Stored items:
//! Cluster store errors

use thiserror::Error;

/// Errors returned by cluster resource store operations.
///
/// The taxonomy is deliberately small so that synchronization logic can
/// match on it exhaustively instead of inspecting HTTP status codes.
#[derive(Debug, Clone, Error)]
pub enum StoreError {
    /// The resource does not exist
    #[error("not found: {0}")]
    NotFound(String),

    /// The resource already exists (create race)
    #[error("already exists: {0}")]
    Conflict(String),

    /// Any other cluster API failure (auth, validation, quota, transport)
    #[error("cluster API error: {0}")]
    Api(String),
}

impl From<kube::Error> for StoreError {
    fn from(err: kube::Error) -> Self {
        match err {
            kube::Error::Api(resp) if resp.code == 404 => StoreError::NotFound(resp.message),
            kube::Error::Api(resp) if resp.code == 409 => StoreError::Conflict(resp.message),
            other => StoreError::Api(other.to_string()),
        }
    }
}

#[cfg(test)]
mod tests {
    use super::*;
    use kube::core::ErrorResponse;

    fn api_error(code: u16, message: &str) -> kube::Error {
        kube::Error::Api(ErrorResponse {
            status: "Failure".to_string(),
            message: message.to_string(),
            reason: String::new(),
            code,
        })
    }

    #[test]
    fn maps_404_to_not_found() {
        let err = StoreError::from(api_error(404, "deployments \"x\" not found"));
        assert!(matches!(err, StoreError::NotFound(_)));
    }

    #[test]
    fn maps_409_to_conflict() {
        let err = StoreError::from(api_error(409, "deployments \"x\" already exists"));
        assert!(matches!(err, StoreError::Conflict(_)));
    }

    #[test]
    fn maps_other_codes_to_api() {
        let err = StoreError::from(api_error(403, "forbidden"));
        assert!(matches!(err, StoreError::Api(_)));
    }
}
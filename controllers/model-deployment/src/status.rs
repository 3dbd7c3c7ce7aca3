//! Builders for the `status` subresource of a ModelDeployment.
//!
//! Every reconciliation pass ends with exactly one status write, and these
//! builders produce the full object for it. They never talk to the cluster;
//! the watcher owns the actual patch.

use chrono::Utc;
use crds::{
    ConditionReason, ConditionStatus, DeploymentCondition, DeploymentPhase, ModelDeployment,
    ModelDeploymentStatus, READY_CONDITION, service_name, workload_name,
};

/// Status after all child resources were provisioned for a new object.
pub fn created(md: &ModelDeployment) -> ModelDeploymentStatus {
    provisioned(
        md,
        ConditionReason::DeploymentCreated,
        "ModelDeployment resources created successfully",
    )
}

/// Status after child resources were brought in line with a changed spec.
pub fn updated(md: &ModelDeployment) -> ModelDeploymentStatus {
    provisioned(
        md,
        ConditionReason::DeploymentUpdated,
        "ModelDeployment updated successfully",
    )
}

fn provisioned(
    md: &ModelDeployment,
    reason: ConditionReason,
    message: &str,
) -> ModelDeploymentStatus {
    let name = md.metadata.name.as_deref().unwrap_or_default();
    let mut status = md.status.clone().unwrap_or_default();
    status.phase = DeploymentPhase::Running;
    status.deployment_name = Some(workload_name(name));
    status.service_name = Some(service_name(name));
    status.replicas = Some(md.spec.replicas);
    status.last_updated = Some(Utc::now());
    // Recorded only on success so a failed pass is retried under the
    // same trigger instead of being classified as already applied.
    status.observed_generation = md.metadata.generation;
    status.observed_model_version = Some(md.spec.model_version);
    upsert_ready(
        &mut status.conditions,
        ConditionStatus::True,
        reason,
        message,
    );
    status
}

/// Status for a pass that hit an error. Prior identity fields are kept so a
/// transient failure does not blank out the recorded child names.
pub fn failed(
    md: &ModelDeployment,
    reason: ConditionReason,
    message: &str,
) -> ModelDeploymentStatus {
    let mut status = md.status.clone().unwrap_or_default();
    status.phase = DeploymentPhase::Failed;
    status.last_updated = Some(Utc::now());
    upsert_ready(
        &mut status.conditions,
        ConditionStatus::False,
        reason,
        message,
    );
    status
}

/// Status from a periodic health check of the workload.
pub fn health(
    md: &ModelDeployment,
    phase: DeploymentPhase,
    desired: i32,
    ready: i32,
) -> ModelDeploymentStatus {
    let mut status = md.status.clone().unwrap_or_default();
    status.phase = phase;
    status.replicas = Some(desired);
    status.ready_replicas = Some(ready);
    status.last_updated = Some(Utc::now());
    let condition_status = if phase == DeploymentPhase::Running {
        ConditionStatus::True
    } else {
        ConditionStatus::False
    };
    upsert_ready(
        &mut status.conditions,
        condition_status,
        ConditionReason::HealthCheck,
        &format!("{ready}/{desired} replicas ready"),
    );
    status
}

/// Updates the `Ready` condition in place. `lastTransitionTime` only moves
/// when the condition status actually flips.
pub fn upsert_ready(
    conditions: &mut Vec<DeploymentCondition>,
    status: ConditionStatus,
    reason: ConditionReason,
    message: &str,
) {
    let now = Utc::now();
    match conditions
        .iter_mut()
        .find(|c| c.type_ == READY_CONDITION)
    {
        Some(existing) => {
            if existing.status != status {
                existing.last_transition_time = Some(now);
            }
            existing.status = status;
            existing.reason = reason;
            existing.message = message.to_string();
        }
        None => conditions.push(DeploymentCondition {
            type_: READY_CONDITION.to_string(),
            status,
            last_transition_time: Some(now),
            reason,
            message: message.to_string(),
        }),
    }
}

/// Whether a health check result differs from what the status already says.
/// Unchanged results skip the write to keep drift checks read-only.
pub fn phase_or_ready_changed(
    current: Option<&ModelDeploymentStatus>,
    phase: DeploymentPhase,
    ready: i32,
) -> bool {
    current.map(|s| s.phase) != Some(phase)
        || current.and_then(|s| s.ready_replicas) != Some(ready)
}

#[cfg(test)]
#[path = "status_test.rs"]
mod status_test;
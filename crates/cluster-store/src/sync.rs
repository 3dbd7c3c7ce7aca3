//! Idempotent single-resource synchronization
//!
//! Drives one cluster resource toward a desired manifest, or toward absence
//! when no manifest is desired. This is the only place the NotFound/Conflict
//! folding rules live; every reconciliation trigger goes through it.

use crate::error::StoreError;
use crate::store_trait::ResourceStore;
use tracing::{debug, warn};

/// What `sync` did to converge the resource.
#[derive(Debug, Clone, Copy, PartialEq, Eq)]
pub enum SyncOutcome {
    /// The resource did not exist and was created
    Created,
    /// The resource existed and was patched with the desired manifest
    Patched,
    /// The resource existed and was deleted
    Deleted,
    /// Nothing to do (already absent, or another pass won a create race)
    Unchanged,
}

/// Makes the resource named `name` match `desired`.
///
/// - `Some(manifest)` + absent resource: create; a Conflict response means
///   another pass already created it and is folded into `Unchanged`.
/// - `Some(manifest)` + existing resource: patch unconditionally
///   (last-writer-wins, no generation conflict detection). NotFound from
///   the patch means the resource vanished after the read; the pass falls
///   back to creating it.
/// - `None` + existing resource: delete.
/// - `None` + absent resource: no-op. NotFound on the delete is likewise
///   folded in.
///
/// NotFound from read, patch, or delete is never an error here. Any other
/// error propagates unmodified; retry policy belongs to the caller's
/// requeue schedule, not here.
pub async fn sync<K>(
    store: &dyn ResourceStore<K>,
    name: &str,
    desired: Option<&K>,
) -> Result<SyncOutcome, StoreError> {
    match desired {
        Some(manifest) => match store.get(name).await {
            Ok(_) => match store.patch(name, manifest).await {
                Ok(_) => {
                    debug!("Patched {}", name);
                    Ok(SyncOutcome::Patched)
                }
                Err(StoreError::NotFound(_)) => {
                    // Deleted out from under us between the read and the
                    // patch; recreate instead.
                    warn!("{} vanished before patch, creating instead", name);
                    create(store, name, manifest).await
                }
                Err(e) => Err(e),
            },
            Err(StoreError::NotFound(_)) => create(store, name, manifest).await,
            Err(e) => Err(e),
        },
        None => match store.delete(name).await {
            Ok(()) => {
                debug!("Deleted {}", name);
                Ok(SyncOutcome::Deleted)
            }
            Err(StoreError::NotFound(_)) => Ok(SyncOutcome::Unchanged),
            Err(e) => Err(e),
        },
    }
}

async fn create<K>(
    store: &dyn ResourceStore<K>,
    name: &str,
    manifest: &K,
) -> Result<SyncOutcome, StoreError> {
    match store.create(manifest).await {
        Ok(_) => {
            debug!("Created {}", name);
            Ok(SyncOutcome::Created)
        }
        Err(StoreError::Conflict(_)) => {
            // Lost a create race to a concurrent pass; the resource
            // exists, which is what we wanted.
            warn!("{} already exists, treating create as success", name);
            Ok(SyncOutcome::Unchanged)
        }
        Err(e) => Err(e),
    }
}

> [BRIEF]: From the records above, pick out and copy each line holding the word "pass".

> [OUTPUT BELOW]:
//! Every reconciliation pass ends with exactly one status write, and these
    // Recorded only on success so a failed pass is retried under the
/// Status for a pass that hit an error. Prior identity fields are kept so a
    /// Nothing to do (already absent, or another pass won a create race)
///   another pass already created it and is folded into `Unchanged`.
///   the patch means the resource vanished after the read; the pass falls
            // Lost a create race to a concurrent pass; the resource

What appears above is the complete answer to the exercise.